The Hot Spot received generally positive reviews from critics. Rotten Tomatoes gives it a 69% rating at based on reviews from 29 critics. Metacritic, which uses a weighted average, assigned the a score of 55 out of 100, based on 13 critics, indicating "mixed or average" reviews. Roger Ebert gave the film three out of four stars and wrote, "Only movie lovers who have marinated their imaginations in the great B movies from RKO and Republic will recognize The Hot Spot as a superior work in an old tradition." In her review for The New York Times, Janet Maslin wrote, "Mr. Hopper's direction is tough and stylish, in effective contrast with the sunny look of Ueli Steiger's cinematography." USA Today gave the film two-and-a-half stars out of four and wrote, "In other words, Hopper's direction isn't any great shakes, and the wrap-up is somewhat confusing, but this film does make you want to go skinny-dipping with someone else's mate." In his review for The Washington Post, Desson Howe wrote, "Hot Spot will never go down as timeless, neoclassic noir.

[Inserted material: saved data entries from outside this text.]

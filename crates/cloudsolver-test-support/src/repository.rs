//! Test repositories — mock `ProgressRepository` implementations for tests.

use std::collections::HashMap;
use std::sync::Mutex;

use async_trait::async_trait;
use chrono::{DateTime, Utc};
use cloudsolver_core::error::DomainError;
use cloudsolver_core::repository::{
    ProgressRepository, ScoreStanding, StoredProgress, rank_by_total_score, snapshot_total_score,
};
use uuid::Uuid;

/// A progress repository that keeps snapshots in memory and records every
/// successful `save`. Can be configured to reject every save.
#[derive(Debug, Default)]
pub struct RecordingProgressRepository {
    snapshots: Mutex<HashMap<Uuid, StoredProgress>>,
    saved: Mutex<Vec<StoredProgress>>,
    fail_saves: bool,
}

impl RecordingProgressRepository {
    /// Create an empty recording repository.
    #[must_use]
    pub fn new() -> Self {
        Self::default()
    }

    /// Create a repository pre-seeded with one player's snapshot.
    ///
    /// # Panics
    ///
    /// Panics if the internal mutex is poisoned.
    #[must_use]
    pub fn with_snapshot(player_id: Uuid, snapshot: serde_json::Value) -> Self {
        let repo = Self::default();
        repo.snapshots.lock().unwrap().insert(
            player_id,
            StoredProgress {
                player_id,
                snapshot,
                saved_at: DateTime::<Utc>::UNIX_EPOCH,
            },
        );
        repo
    }

    /// Create a repository whose loads find nothing and whose saves fail with
    /// `DomainError::PersistenceUnavailable`.
    #[must_use]
    pub fn failing_saves() -> Self {
        Self {
            fail_saves: true,
            ..Self::default()
        }
    }

    /// Returns every successfully saved snapshot, oldest first.
    ///
    /// # Panics
    ///
    /// Panics if the internal mutex is poisoned.
    pub fn saved(&self) -> Vec<StoredProgress> {
        self.saved.lock().unwrap().clone()
    }
}

#[async_trait]
impl ProgressRepository for RecordingProgressRepository {
    async fn load(&self, player_id: Uuid) -> Result<Option<StoredProgress>, DomainError> {
        Ok(self.snapshots.lock().unwrap().get(&player_id).cloned())
    }

    async fn save(&self, progress: &StoredProgress) -> Result<(), DomainError> {
        if self.fail_saves {
            return Err(DomainError::PersistenceUnavailable(
                "write rejected".into(),
            ));
        }
        self.snapshots
            .lock()
            .unwrap()
            .insert(progress.player_id, progress.clone());
        self.saved.lock().unwrap().push(progress.clone());
        Ok(())
    }

    async fn top_scores(&self, limit: usize) -> Result<Vec<StoredProgress>, DomainError> {
        let mut ranked: Vec<StoredProgress> =
            self.snapshots.lock().unwrap().values().cloned().collect();
        rank_by_total_score(&mut ranked);
        ranked.truncate(limit);
        Ok(ranked)
    }

    async fn standing(&self, total_score: u64) -> Result<ScoreStanding, DomainError> {
        let snapshots = self.snapshots.lock().unwrap();
        let higher_scores = snapshots
            .values()
            .filter(|stored| snapshot_total_score(&stored.snapshot) > total_score)
            .count();
        Ok(ScoreStanding {
            higher_scores: higher_scores as u64,
            participants: snapshots.len() as u64,
        })
    }
}

/// A progress repository that never has a snapshot and silently accepts
/// saves. Useful for testing "player not found" scenarios.
#[derive(Debug)]
pub struct EmptyProgressRepository;

#[async_trait]
impl ProgressRepository for EmptyProgressRepository {
    async fn load(&self, _player_id: Uuid) -> Result<Option<StoredProgress>, DomainError> {
        Ok(None)
    }

    async fn save(&self, _progress: &StoredProgress) -> Result<(), DomainError> {
        Ok(())
    }

    async fn top_scores(&self, _limit: usize) -> Result<Vec<StoredProgress>, DomainError> {
        Ok(Vec::new())
    }

    async fn standing(&self, _total_score: u64) -> Result<ScoreStanding, DomainError> {
        Ok(ScoreStanding::default())
    }
}

/// A progress repository that always fails with
/// `DomainError::PersistenceUnavailable`.
#[derive(Debug)]
pub struct FailingProgressRepository;

#[async_trait]
impl ProgressRepository for FailingProgressRepository {
    async fn load(&self, _player_id: Uuid) -> Result<Option<StoredProgress>, DomainError> {
        Err(DomainError::PersistenceUnavailable(
            "connection refused".into(),
        ))
    }

    async fn save(&self, _progress: &StoredProgress) -> Result<(), DomainError> {
        Err(DomainError::PersistenceUnavailable(
            "connection refused".into(),
        ))
    }

    async fn top_scores(&self, _limit: usize) -> Result<Vec<StoredProgress>, DomainError> {
        Err(DomainError::PersistenceUnavailable(
            "connection refused".into(),
        ))
    }

    async fn standing(&self, _total_score: u64) -> Result<ScoreStanding, DomainError> {
        Err(DomainError::PersistenceUnavailable(
            "connection refused".into(),
        ))
    }
}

But, with its Hopperlike moments, over-the-top performances and infectious music, it carries you along for a spell." Entertainment Weekly gave the film a "B" rating and Owen Gleiberman wrote, "Hopper still hasn't learned how to pace a movie, but working from Charles Williams' 1952 novel Hell Hath No Fury he comes up with a reasonably diverting hothouse yarn."

==Home media==
In 1990, the movie premiered exclusively on Showtime.

On August 13, 2013, Shout! Factory released The Hot Spot on Blu-ray as part of a double feature along with Killing Me Softly. Kino Lorber re-released the film on Blu-ray on May 4, 2021 in a new 2k master, containing new interviews with Virginia Madsen and William Sadler, and an audio commentary from entertainment journalist Bryan Reesman.

==Soundtrack==
The soundtrack for the film is composed by Jack Nitzsche and features an original collaboration between John Lee Hooker, Miles Davis, Taj Mahal, Tim Drummond, Earl Palmer, and Roy Rogers. Allmusic describes the soundtrack album as "marvelous music ... something listeners should be thankful for, particularly fans of either Miles Davis or John Lee Hooker".